[Entries shown]:
_ _ _ _ _

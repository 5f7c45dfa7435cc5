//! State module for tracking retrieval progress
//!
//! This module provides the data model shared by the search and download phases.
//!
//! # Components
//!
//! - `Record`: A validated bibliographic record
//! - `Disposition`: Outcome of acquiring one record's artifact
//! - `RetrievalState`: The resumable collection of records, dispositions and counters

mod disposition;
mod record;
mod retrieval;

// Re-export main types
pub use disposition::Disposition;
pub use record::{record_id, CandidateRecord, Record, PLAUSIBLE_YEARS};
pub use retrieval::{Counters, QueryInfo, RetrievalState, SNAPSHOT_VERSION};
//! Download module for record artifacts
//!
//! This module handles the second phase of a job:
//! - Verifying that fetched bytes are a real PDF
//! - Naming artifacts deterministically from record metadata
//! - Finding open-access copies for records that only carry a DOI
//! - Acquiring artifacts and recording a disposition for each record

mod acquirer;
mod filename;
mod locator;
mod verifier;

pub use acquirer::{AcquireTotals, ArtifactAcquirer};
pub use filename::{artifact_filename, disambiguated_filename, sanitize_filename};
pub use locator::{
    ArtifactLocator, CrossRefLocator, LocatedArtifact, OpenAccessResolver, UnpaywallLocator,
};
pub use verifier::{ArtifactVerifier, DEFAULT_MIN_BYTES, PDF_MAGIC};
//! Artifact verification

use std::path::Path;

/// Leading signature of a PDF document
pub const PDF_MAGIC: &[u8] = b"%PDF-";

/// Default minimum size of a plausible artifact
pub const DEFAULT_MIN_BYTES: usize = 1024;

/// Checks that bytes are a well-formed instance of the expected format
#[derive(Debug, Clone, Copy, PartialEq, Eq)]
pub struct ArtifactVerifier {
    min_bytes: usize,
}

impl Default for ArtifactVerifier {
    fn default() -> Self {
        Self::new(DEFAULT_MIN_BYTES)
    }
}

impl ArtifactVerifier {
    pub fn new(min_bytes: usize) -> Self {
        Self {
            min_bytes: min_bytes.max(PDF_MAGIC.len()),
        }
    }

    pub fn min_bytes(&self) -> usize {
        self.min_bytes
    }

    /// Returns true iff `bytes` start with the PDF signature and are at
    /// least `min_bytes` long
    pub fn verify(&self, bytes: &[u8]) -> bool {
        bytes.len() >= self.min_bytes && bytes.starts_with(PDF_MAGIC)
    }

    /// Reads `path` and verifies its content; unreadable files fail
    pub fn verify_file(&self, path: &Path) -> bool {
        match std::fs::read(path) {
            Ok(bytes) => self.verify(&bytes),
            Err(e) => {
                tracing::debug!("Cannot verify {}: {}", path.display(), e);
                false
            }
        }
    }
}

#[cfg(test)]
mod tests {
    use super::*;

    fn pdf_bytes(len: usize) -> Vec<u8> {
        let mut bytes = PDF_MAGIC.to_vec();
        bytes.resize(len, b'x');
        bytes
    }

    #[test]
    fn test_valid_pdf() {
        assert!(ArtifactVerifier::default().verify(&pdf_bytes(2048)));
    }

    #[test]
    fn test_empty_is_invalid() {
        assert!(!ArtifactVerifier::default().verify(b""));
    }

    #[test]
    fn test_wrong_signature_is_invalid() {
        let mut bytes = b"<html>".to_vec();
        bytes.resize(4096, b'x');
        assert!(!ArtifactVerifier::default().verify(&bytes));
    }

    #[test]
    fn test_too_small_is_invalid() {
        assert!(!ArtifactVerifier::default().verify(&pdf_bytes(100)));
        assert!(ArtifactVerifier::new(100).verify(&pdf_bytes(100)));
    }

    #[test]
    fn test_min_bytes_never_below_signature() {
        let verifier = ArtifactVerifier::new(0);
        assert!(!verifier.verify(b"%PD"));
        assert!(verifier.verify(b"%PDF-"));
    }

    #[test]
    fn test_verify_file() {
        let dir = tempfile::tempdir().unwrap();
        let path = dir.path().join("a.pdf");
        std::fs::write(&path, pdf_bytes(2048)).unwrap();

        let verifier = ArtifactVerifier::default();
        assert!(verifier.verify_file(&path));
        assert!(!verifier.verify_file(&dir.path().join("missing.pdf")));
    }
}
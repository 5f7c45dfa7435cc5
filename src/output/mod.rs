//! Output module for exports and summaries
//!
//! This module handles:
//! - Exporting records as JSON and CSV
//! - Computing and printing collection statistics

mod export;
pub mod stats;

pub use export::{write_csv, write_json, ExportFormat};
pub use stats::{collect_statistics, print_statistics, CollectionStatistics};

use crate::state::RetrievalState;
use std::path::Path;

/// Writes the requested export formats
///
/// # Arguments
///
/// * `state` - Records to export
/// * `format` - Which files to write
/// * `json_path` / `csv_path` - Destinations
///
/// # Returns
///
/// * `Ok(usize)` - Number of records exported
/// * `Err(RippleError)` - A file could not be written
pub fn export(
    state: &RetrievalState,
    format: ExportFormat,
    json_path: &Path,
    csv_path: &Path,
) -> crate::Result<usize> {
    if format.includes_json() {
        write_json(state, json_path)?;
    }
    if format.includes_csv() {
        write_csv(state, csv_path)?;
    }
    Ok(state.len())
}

_ _ _ _ _

Write all of the data above again, exactly as given.

[Final answer]:
repository 5f7c45dfa7435cc5
//! State module for tracking retrieval progress
//!
//! This module provides the data model shared by the search and download phases.
//!
//! # Components
//!
//! - `Record`: A validated bibliographic record
//! - `Disposition`: Outcome of acquiring one record's artifact
//! - `RetrievalState`: The resumable collection of records, dispositions and counters

mod disposition;
mod record;
mod retrieval;

// Re-export main types
pub use disposition::Disposition;
pub use record::{record_id, CandidateRecord, Record, PLAUSIBLE_YEARS};
pub use retrieval::{Counters, QueryInfo, RetrievalState, SNAPSHOT_VERSION};
//! Download module for record artifacts
//!
//! This module handles the second phase of a job:
//! - Verifying that fetched bytes are a real PDF
//! - Naming artifacts deterministically from record metadata
//! - Finding open-access copies for records that only carry a DOI
//! - Acquiring artifacts and recording a disposition for each record

mod acquirer;
mod filename;
mod locator;
mod verifier;

pub use acquirer::{AcquireTotals, ArtifactAcquirer};
pub use filename::{artifact_filename, disambiguated_filename, sanitize_filename};
pub use locator::{
    ArtifactLocator, CrossRefLocator, LocatedArtifact, OpenAccessResolver, UnpaywallLocator,
};
pub use verifier::{ArtifactVerifier, DEFAULT_MIN_BYTES, PDF_MAGIC};
//! Artifact verification

use std::path::Path;

/// Leading signature of a PDF document
pub const PDF_MAGIC: &[u8] = b"%PDF-";

/// Default minimum size of a plausible artifact
pub const DEFAULT_MIN_BYTES: usize = 1024;

/// Checks that bytes are a well-formed instance of the expected format
#[derive(Debug, Clone, Copy, PartialEq, Eq)]
pub struct ArtifactVerifier {
    min_bytes: usize,
}

impl Default for ArtifactVerifier {
    fn default() -> Self {
        Self::new(DEFAULT_MIN_BYTES)
    }
}

impl ArtifactVerifier {
    pub fn new(min_bytes: usize) -> Self {
        Self {
            min_bytes: min_bytes.max(PDF_MAGIC.len()),
        }
    }

    pub fn min_bytes(&self) -> usize {
        self.min_bytes
    }

    /// Returns true iff `bytes` start with the PDF signature and are at
    /// least `min_bytes` long
    pub fn verify(&self, bytes: &[u8]) -> bool {
        bytes.len() >= self.min_bytes && bytes.starts_with(PDF_MAGIC)
    }

    /// Reads `path` and verifies its content; unreadable files fail
    pub fn verify_file(&self, path: &Path) -> bool {
        match std::fs::read(path) {
            Ok(bytes) => self.verify(&bytes),
            Err(e) => {
                tracing::debug!("Cannot verify {}: {}", path.display(), e);
                false
            }
        }
    }
}

#[cfg(test)]
mod tests {
    use super::*;

    fn pdf_bytes(len: usize) -> Vec<u8> {
        let mut bytes = PDF_MAGIC.to_vec();
        bytes.resize(len, b'x');
        bytes
    }

    #[test]
    fn test_valid_pdf() {
        assert!(ArtifactVerifier::default().verify(&pdf_bytes(2048)));
    }

    #[test]
    fn test_empty_is_invalid() {
        assert!(!ArtifactVerifier::default().verify(b""));
    }

    #[test]
    fn test_wrong_signature_is_invalid() {
        let mut bytes = b"<html>".to_vec();
        bytes.resize(4096, b'x');
        assert!(!ArtifactVerifier::default().verify(&bytes));
    }

    #[test]
    fn test_too_small_is_invalid() {
        assert!(!ArtifactVerifier::default().verify(&pdf_bytes(100)));
        assert!(ArtifactVerifier::new(100).verify(&pdf_bytes(100)));
    }

    #[test]
    fn test_min_bytes_never_below_signature() {
        let verifier = ArtifactVerifier::new(0);
        assert!(!verifier.verify(b"%PD"));
        assert!(verifier.verify(b"%PDF-"));
    }

    #[test]
    fn test_verify_file() {
        let dir = tempfile::tempdir().unwrap();
        let path = dir.path().join("a.pdf");
        std::fs::write(&path, pdf_bytes(2048)).unwrap();

        let verifier = ArtifactVerifier::default();
        assert!(verifier.verify_file(&path));
        assert!(!verifier.verify_file(&dir.path().join("missing.pdf")));
    }
}
repository 5f7c45dfa7435cc5
filename src/output/mod.rs
//! Output module for exports and summaries
//!
//! This module handles:
//! - Exporting records as JSON and CSV
//! - Computing and printing collection statistics

mod export;
pub mod stats;

pub use export::{write_csv, write_json, ExportFormat};
pub use stats::{collect_statistics, print_statistics, CollectionStatistics};

use crate::state::RetrievalState;
use std::path::Path;

/// Writes the requested export formats
///
/// # Arguments
///
/// * `state` - Records to export
/// * `format` - Which files to write
/// * `json_path` / `csv_path` - Destinations
///
/// # Returns
///
/// * `Ok(usize)` - Number of records exported
/// * `Err(RippleError)` - A file could not be written
pub fn export(
    state: &RetrievalState,
    format: ExportFormat,
    json_path: &Path,
    csv_path: &Path,
) -> crate::Result<usize> {
    if format.includes_json() {
        write_json(state, json_path)?;
    }
    if format.includes_csv() {
        write_csv(state, csv_path)?;
    }
    Ok(state.len())
}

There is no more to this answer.